His reign saw more territorial consolidation, than new conquests. There were gains in India and Afghanistan, while lands of Persia and Turkestan were secured. Continuous fighting against the Byzantine Empire gave no important victories.
al-Ma'mun is remembered for being active in religious/political matters. He instigated the Mihna and he changed the official theological orientation of the caliphate. This was met with fierce opposition from the ulama.

786: Born as son of Harun ar-Rashid.
809: Harun dies, and al-Amin becomes new caliph, with al-Ma'mun as heir. This despite al-ma'mun being the oldest, but al-Amin's mother was of royal anscestry, while al-Ma'mun's mother was a Persian slave. al-Ma'mun becomes governor of Khurasan, ruling from Merv (now Turkmenistan).
810: al-Amin appoints his son Musa as heir. This results in a bloody war between al-Amin and al-Ma'mun.
813: al-Ma'mun's troops storm Baghdad, killing al-Amin. al-Ma'mun becomes new caliph, but chose to stay on in Merv for the next few years.
— Appoints Ali ar-Rida as his successor.

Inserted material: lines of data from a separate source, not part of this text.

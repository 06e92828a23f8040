use crate::models::ProcedureKind;
use crate::wizard::{Condition, StepDef, StepRules, WizardDefinition};
use crate::wizards::messages;

crate::form_fields! {
    pub enum Field {
        SelectedClient => "selectedClient",
        NombreComercial => "nombre_comercial",
        Giro => "giro",
        AreaLocal => "area_local",
        DireccionLocal => "direccion_local",
        RequiereAutorizacionSectorial => "requiere_autorizacion_sectorial",
        AutorizacionSectorial => "autorizacion_sectorial",
        CertificadoItse => "certificado_itse",
        DeclaracionJurada => "declaracion_jurada",
    }
}

pub struct LicenciaFuncionamientoWizard;

impl WizardDefinition for LicenciaFuncionamientoWizard {
    type Field = Field;
    const KIND: ProcedureKind = ProcedureKind::LicenciaFuncionamiento;

    fn steps() -> Vec<StepDef<Field>> {
        vec![
            StepDef::new("administrado", "Administrado").field(Field::SelectedClient, "Administrado"),
            StepDef::new("establecimiento", "Establecimiento")
                .field(Field::NombreComercial, "Nombre comercial")
                .field(Field::Giro, "Giro")
                .field(Field::AreaLocal, "Área del local (m²)")
                .field(Field::DireccionLocal, "Dirección del local"),
            StepDef::new("requisitos", "Requisitos")
                .field(Field::RequiereAutorizacionSectorial, "¿Requiere autorización sectorial?")
                .field_when(
                    Field::AutorizacionSectorial,
                    "Autorización sectorial",
                    Condition::IsTrue(Field::RequiereAutorizacionSectorial),
                )
                .field(Field::CertificadoItse, "Certificado ITSE"),
            StepDef::new("confirmacion", "Confirmación").field(Field::DeclaracionJurada, "Declaración jurada"),
        ]
    }

    fn step_rules(step: usize) -> StepRules<Field> {
        match step {
            0 => StepRules::new().required(Field::SelectedClient, messages::CLIENT_REQUIRED),
            1 => StepRules::new()
                .required(Field::NombreComercial, "El nombre comercial es requerido")
                .required(Field::Giro, "El giro es requerido")
                .required(Field::AreaLocal, "El área del local es requerida")
                .positive(Field::AreaLocal, messages::AREA_POSITIVE)
                .required(Field::DireccionLocal, "La dirección del local es requerida"),
            2 => StepRules::new()
                .when(
                    Condition::IsTrue(Field::RequiereAutorizacionSectorial),
                    StepRules::new().required(
                        Field::AutorizacionSectorial,
                        "La autorización sectorial es requerida",
                    ),
                )
                .required(Field::CertificadoItse, "El certificado ITSE es requerido"),
            3 => StepRules::new().required(Field::DeclaracionJurada, messages::DECLARACION_REQUIRED),
            _ => StepRules::new(),
        }
    }
}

Ali ar-Rida was an old man by then, so the appointment was only an empty gesture.
815?: Chooses the Mu'tazili theological orientation as the official one.
827: In order to secure the loyalty of his administration, al-Ma'mun institutes the Mihna, the Islamic inquisition.
832: Founds the Bayt al-Hikma, "House of Wisdom", which would involve itself in the translation of Greek manuscripts into Arabic, and other intellectual deeds.
833: Dies while leading an expedition against Sardis.